▸ GOAL OF THE EXERCISE: Pull every line containing "config" from the listing.

··· THE DATA

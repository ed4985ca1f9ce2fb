// Evaluation pipeline: load -> prepare -> train/evaluate -> report.
//
// Each stage consumes the full output of the previous one. The first error
// stops the run, except per-model failures, which `evaluate` can absorb.

pub mod evaluate;
pub mod prepare;
pub mod report;

use std::path::PathBuf;

use colored::Colorize;
use tracing::info;

use crate::config::Config;
use crate::data::{self, LabeledDataset};
use crate::error::PipelineError;
use crate::output::terminal;

pub use evaluate::{evaluate_model, train_and_evaluate, Evaluation, ModelFailure, ModelResult};
pub use prepare::{prepare, PreparedData};

/// What a completed run produced.
#[derive(Debug)]
pub struct RunSummary {
    pub evaluation: Evaluation,
    pub results_path: PathBuf,
    pub metrics_chart_path: PathBuf,
    pub confusion_chart_path: PathBuf,
}

/// Run the whole comparison described by `config`.
pub fn run(config: &Config) -> Result<RunSummary, PipelineError> {
    println!("{}", "Loading dataset...".bold());
    let table = data::load(&config.data_path)?;
    terminal::display_dataset_summary(&table, &config.label_column);

    let dataset = LabeledDataset::from_table(
        &table,
        &config.text_column,
        &config.label_column,
        config.positive_label.as_deref(),
    )?;

    let prepared = prepare(&dataset, &config.vectorizer, &config.split)?;
    terminal::display_split(&prepared);

    let evaluation = train_and_evaluate(&config.models, &prepared, config.keep_going)?;

    let summary = report::write_reports(evaluation, config)?;
    info!(
        models = summary.evaluation.results.len(),
        failed = summary.evaluation.failures.len(),
        "Pipeline finished"
    );
    Ok(summary)
}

······

▸ RESULT BELOW:
use crate::config::Config;
/// Run the whole comparison described by `config`.
pub fn run(config: &Config) -> Result<RunSummary, PipelineError> {
    let table = data::load(&config.data_path)?;
    terminal::display_dataset_summary(&table, &config.label_column);
        &config.text_column,
        &config.label_column,
        config.positive_label.as_deref(),
    let prepared = prepare(&dataset, &config.vectorizer, &config.split)?;
    let evaluation = train_and_evaluate(&config.models, &prepared, config.keep_going)?;
    let summary = report::write_reports(evaluation, config)?;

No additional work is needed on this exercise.